There have been a few moments in my life where I have been viscerally wrecked by the medium of story telling:
- The play The Convert by Danai Gurira.
- The play adaptation of Crime an Punishment by Marilyn Campbell.
- The musical In the Heights by Lin-Manuel Miranda
- The Vagina Monologues by Eve Ensler
- “Your Elusive Creative Genius” — Elizabeth’s TEDtalk video
- J.K. Rowling’s Harvard graduation speech
- The films Revolutionary Road, The Imitation Game, Inside Out, Toy Story 3, and Finding Dory (damn you Pixar!).
My reaction to watching, reading, or hearing these things left me in a crumpled heap. Their impact is still within the molding of my being, aiding my perception of the world around me. This week, a new piece was added to the list…
This week, my friend Chris texted me and said I needed to check out This American Life’s story “Tell Me I’m Fat.” You can listen to it here, but proceed with caution:
In my experience there are two ways to write about being fat: what is and what should be. I tend to benefit from the stories of “what should be” and that’s what I tend to write here– stories like the one act play “Most Massive Woman Wins” or interviews with Melissa McCarthy that open you up to the scope of possibilities within the problem. My friend Chris tends towards stories of “this is what it is” — stories like the play Fat Pig that highlight a problem through endless discussion until the problem blinds you into hopelessness… that was my journey with “Tell Me I am Fat.”
“Tell Me I Am Fat” explores the perspectives of different people who have been overweight in their lifetime. Some have lost weight. Some have chosen to accept themselves as they are without weight-loss etc… As the stories unfolded, I had to turn off the podcast. It took me two sessions of listening to it to make it through, because it highlighted my two greatest fears a) No one will love me if I don’t lose weight b) I won’t love me if I do.
Listening to “Tell Me I Am Fat” left me weeping at my kitchen table for a good fifteen minutes, utterly hopeless. Chris says that the hope comes from the illumination of the issue through the stories themselves. Although I believe there is no greater power than the power of story, I cannot tolerate stories like “Tell Me I Am Fat,” I must find something actionable. So, I am taking my actionable moment…
When Ashley and I first started Embraceable, we did so with the understanding that when someone has been heavy for their entire lives, losing weight means they are literally losing a piece of themselves. It’s a major identity shift. This is HUGE and never discussed. Listening to “Tell Me I Am Fat,” I realized two things that I needed to do better with this project…

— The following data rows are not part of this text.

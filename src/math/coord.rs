use std::ops::{
	Add, Sub, Mul, Neg,
};

use std::io::{Read, Write};

use crate::{
	ioext::*,
	VoxResult,
};

/// A position on the integer voxel lattice.
#[derive(Debug, Default, Clone, Copy, PartialEq, Eq, PartialOrd, Ord, Hash)]
pub struct IntVector {
	pub x: i32,
	pub y: i32,
	pub z: i32,
}

impl IntVector {
	pub const ZERO: IntVector = IntVector::splat(0);
	pub const ONE: IntVector = IntVector::splat(1);

	#[inline(always)]
	pub const fn new(x: i32, y: i32, z: i32) -> Self {
		Self {
			x,
			y,
			z
		}
	}

	#[inline(always)]
	pub const fn splat(value: i32) -> Self {
		Self::new(value, value, value)
	}

	#[inline(always)]
	pub fn map<F: Fn(i32)->i32>(self, map: F) -> Self {
		Self {
			x: map(self.x),
			y: map(self.y),
			z: map(self.z)
		}
	}

	#[inline(always)]
	pub fn xyz(self) -> (i32, i32, i32) {
		(
			self.x,
			self.y,
			self.z
		)
	}

	#[inline(always)]
	pub fn min(self, rhs: Self) -> Self {
		Self::new(
			self.x.min(rhs.x),
			self.y.min(rhs.y),
			self.z.min(rhs.z)
		)
	}

	#[inline(always)]
	pub fn max(self, rhs: Self) -> Self {
		Self::new(
			self.x.max(rhs.x),
			self.y.max(rhs.y),
			self.z.max(rhs.z)
		)
	}

	/// The smallest of the three components.
	pub fn min_element(self) -> i32 {
		self.x.min(self.y).min(self.z)
	}

	/// The largest of the three components.
	pub fn max_element(self) -> i32 {
		self.x.max(self.y).max(self.z)
	}

	/// Squared euclidean length, widened so that it can't overflow.
	pub fn length_squared(self) -> i64 {
		let (x, y, z) = (self.x as i64, self.y as i64, self.z as i64);
		x * x + y * y + z * z
	}

	/// All 26 offsets to the cells surrounding the origin.
	pub fn neighbor_offsets() -> impl Iterator<Item = IntVector> {
		(-1..=1).flat_map(|z| {
			(-1..=1).flat_map(move |y| {
				(-1..=1).map(move |x| IntVector::new(x, y, z))
			})
		}).filter(|offset| *offset != IntVector::ZERO)
	}
}

impl From<(i32, i32, i32)> for IntVector {
	#[inline(always)]
	fn from(value: (i32, i32, i32)) -> Self {
		IntVector::new(value.0, value.1, value.2)
	}
}

impl From<[i32; 3]> for IntVector {
	#[inline(always)]
	fn from(value: [i32; 3]) -> Self {
		IntVector::new(value[0], value[1], value[2])
	}
}

impl From<IntVector> for (i32, i32, i32) {
	#[inline(always)]
	fn from(value: IntVector) -> Self {
		value.xyz()
	}
}

impl Add for IntVector {
	type Output = Self;

	fn add(self, rhs: Self) -> Self::Output {
		Self::new(self.x + rhs.x, self.y + rhs.y, self.z + rhs.z)
	}
}

impl Sub for IntVector {
	type Output = Self;

	fn sub(self, rhs: Self) -> Self::Output {
		Self::new(self.x - rhs.x, self.y - rhs.y, self.z - rhs.z)
	}
}

impl Add<i32> for IntVector {
	type Output = Self;

	fn add(self, rhs: i32) -> Self::Output {
		self.map(|v| v + rhs)
	}
}

impl Sub<i32> for IntVector {
	type Output = Self;

	fn sub(self, rhs: i32) -> Self::Output {
		self.map(|v| v - rhs)
	}
}

impl Mul<i32> for IntVector {
	type Output = Self;

	fn mul(self, rhs: i32) -> Self::Output {
		self.map(|v| v * rhs)
	}
}

impl Neg for IntVector {
	type Output = Self;

	fn neg(self) -> Self::Output {
		self.map(|v| -v)
	}
}

impl Readable for IntVector {
	fn read_from<R: Read>(reader: &mut R) -> VoxResult<Self> {
		Ok(Self::new(
			reader.read_value()?,
			reader.read_value()?,
			reader.read_value()?,
		))
	}
}

impl Writable for IntVector {
	fn write_to<W: Write>(&self, writer: &mut W) -> VoxResult<usize> {
		Ok(
			writer.write_value(self.x)?
			+ writer.write_value(self.y)?
			+ writer.write_value(self.z)?
		)
	}
}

a) Patience — Ashley has lost 30lbs. I have lost 13lbs. I am SO proud of Ash, and I cannot deny for a moment that she has worked incredibly hard, while I have done less so. She is immeasurably dedicated to this task, while I just ate an entire batch of “Christmas Crack” (oh my gosh that stuff is so good and WAY too easy to make). But my pride in Ashley or knowledge of my laziness does not keep me from the human response of jealousy. Her body has transformed in the last few months, and although I can see mine shifting, it is not the same drastic evidence. Listening to “Tell Me I Am Fat,” reminded me how important it is to do this process slowly. If I do not prepare myself physically and mentally for these changes, I will simply gain back everything I lose and then some. It has to be a FULL life change — and that takes time. I am happy to take six months to lose thirteen pounds, if that means I never see those thirteen pounds on my body again. Those thirteen pounds are a representation of the hundreds of lessons I have learned on this journey. They are a representation of the confidence I am gleaning at any size due to this project. Those thirteen pounds are not a measly number on a scale, but a measure of victory. It is a slow process, because otherwise I may not be psychologically prepared for my psychical changes.

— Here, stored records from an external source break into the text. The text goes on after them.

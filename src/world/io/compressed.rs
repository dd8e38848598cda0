use std::{
	fs::File,
	io::{BufReader, BufWriter, Read, Write},
	path::Path,
};

use chrono::{DateTime, TimeZone, Utc};
use flate2::{
	read::ZlibDecoder,
	write::ZlibEncoder,
	Compression,
};

use crate::{
	ioext::*,
	world::config::ConfigFlags,
	VoxError,
	VoxResult,
};

use super::save::WorldSave;

/// A zlib compressed [WorldSave] with a small uncompressed header.
///
/// Layout (big-endian):
/// ```text
/// u32  version
/// u8   depth
/// u32  config flags
/// i64  saved at (unix seconds)
/// u32  compressed length
/// [u8] zlib stream of the WorldSave
/// ```
#[derive(Debug, Clone, PartialEq)]
pub struct CompressedSave {
	pub version: u32,
	pub depth: u8,
	pub flags: ConfigFlags,
	pub saved_at: DateTime<Utc>,
	pub data: Vec<u8>,
}

impl CompressedSave {
	pub const VERSION: u32 = 1;

	pub fn compress(save: &WorldSave, flags: ConfigFlags) -> VoxResult<Self> {
		let mut encoder = ZlibEncoder::new(Vec::new(), Compression::best());
		save.write_to(&mut encoder)?;
		let data = encoder.finish()?;
		log::debug!("compressed {} leaves into {} bytes", save.len(), data.len());
		Ok(Self {
			version: Self::VERSION,
			depth: save.depth,
			flags,
			saved_at: now_in_seconds(),
			data,
		})
	}

	pub fn decompress(&self) -> VoxResult<WorldSave> {
		if self.version != Self::VERSION {
			return Err(VoxError::UnsupportedVersion(self.version));
		}
		let mut decoder = ZlibDecoder::new(self.data.as_slice());
		let save: WorldSave = decoder.read_value()?;
		if save.depth != self.depth {
			return Err(VoxError::InvalidSave("header depth doesn't match the compressed data"));
		}
		Ok(save)
	}

	pub fn write_to_file<P: AsRef<Path>>(&self, path: P) -> VoxResult<usize> {
		let mut writer = BufWriter::new(File::create(path)?);
		let length = writer.write_value(self)?;
		writer.flush()?;
		Ok(length)
	}

	pub fn read_from_file<P: AsRef<Path>>(path: P) -> VoxResult<Self> {
		let mut reader = BufReader::new(File::open(path)?);
		reader.read_value()
	}
}

/// Timestamps are stored in whole seconds.
fn now_in_seconds() -> DateTime<Utc> {
	let now = Utc::now();
	Utc.timestamp_opt(now.timestamp(), 0).single().unwrap_or(now)
}

impl Readable for CompressedSave {
	fn read_from<R: Read>(reader: &mut R) -> VoxResult<Self> {
		let version: u32 = reader.read_value()?;
		if version != Self::VERSION {
			return Err(VoxError::UnsupportedVersion(version));
		}
		let depth: u8 = reader.read_value()?;
		let flags: ConfigFlags = reader.read_value()?;
		let seconds: i64 = reader.read_value()?;
		let saved_at = Utc.timestamp_opt(seconds, 0)
			.single()
			.ok_or(VoxError::InvalidSave("timestamp is out of range"))?;
		let length: u32 = reader.read_value()?;
		let mut data = Vec::new();
		reader.take(length as u64).read_to_end(&mut data)?;
		if data.len() != length as usize {
			return Err(VoxError::InvalidSave("compressed data is truncated"));
		}
		Ok(Self {
			version,
			depth,
			flags,
			saved_at,
			data,
		})
	}
}

impl Writable for CompressedSave {
	fn write_to<W: Write>(&self, writer: &mut W) -> VoxResult<usize> {
		let mut length = writer.write_value(self.version)?;
		length += writer.write_value(self.depth)?;
		length += writer.write_value(self.flags)?;
		length += writer.write_value(self.saved_at.timestamp())?;
		length += writer.write_value(self.data.len() as u32)?;
		writer.write_all(&self.data)?;
		Ok(length + self.data.len())
	}
}

#[cfg(test)]
mod tests {
	use super::*;
	use crate::{
		data::{Material, Value},
		math::CELL_COUNT,
		octree::NodeId,
		world::io::LeafRecord,
	};

	fn sample() -> WorldSave {
		let values = (0..CELL_COUNT).map(|i| Value((i % 7) as f32 - 3.0)).collect::<Vec<_>>();
		let materials = vec![Material::single(2); CELL_COUNT];
		WorldSave {
			depth: 2,
			records: vec![
				LeafRecord::new(NodeId::ROOT.child(1, 0).child(0, 5), &values, &materials),
				LeafRecord::new(NodeId::ROOT.child(1, 6).child(0, 0), &values, &materials),
			],
		}
	}

	#[test]
	fn file_roundtrip() {
		let dir = tempfile::tempdir().unwrap();
		let path = dir.path().join("world.vox");
		let save = sample();
		let compressed = CompressedSave::compress(&save, ConfigFlags::UNDO_REDO).unwrap();
		assert!(compressed.data.len() < CELL_COUNT * 8);
		let written = compressed.write_to_file(&path).unwrap();
		assert_eq!(written as u64, std::fs::metadata(&path).unwrap().len());
		let read = CompressedSave::read_from_file(&path).unwrap();
		assert_eq!(read, compressed);
		assert_eq!(read.flags, ConfigFlags::UNDO_REDO);
		assert_eq!(read.decompress().unwrap(), save);
	}

	#[test]
	fn rejects_unknown_version() {
		let mut compressed = CompressedSave::compress(&WorldSave::new(3), ConfigFlags::empty()).unwrap();
		compressed.version = 7;
		assert!(matches!(compressed.decompress(), Err(VoxError::UnsupportedVersion(7))));
		let mut buffer = Vec::new();
		buffer.write_value(&compressed).unwrap();
		assert!(matches!(
			buffer.as_slice().read_value::<CompressedSave>(),
			Err(VoxError::UnsupportedVersion(7))
		));
	}
}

b) Others — I have not been dedicated enough to sharing the stories of others. We do our best to have weekly Embraceable guest bloggers, but we frequently fail. I want to hear more of your stories. I want to hear everyone’s story — how weight, body image, media etc… has transformed your sense of self and how you have over come it, how you have been defeated by it, or how you are still waging war with it. I want this page to be flooded with your stories, so PLEASE if you would like to guest blog for us, please send the following to email@example.com
- Your blog/story
- Your bio
- A high-quality, non-selfie photo of yourself
That is what I learned. I am grateful to have listened to “Tell Me I Am Fat,” but I cannot deny, it wrecked me. I need to take action from within this wreckage.
Weight: 199.5lbs (plus a batch of Christmas Crack) How do you feel?: Overwhelmed. This processes is enormous and important, but oh so very hard. Small Victory: I had a binge day this week. A big one, I ate and ate, BUT it was on Pirates Booty, chocolate covered blueberries, and Matzo Ball Soup which was FAR less calorically costly than I have EVER binged before, and I was able to get back on track the next day. Biggest Disappointment: Christmas Crack Thing I appreciated about my body this week: I have an emotional center which allows me to feel things deeply. #embraceablenow: I am very empathetic.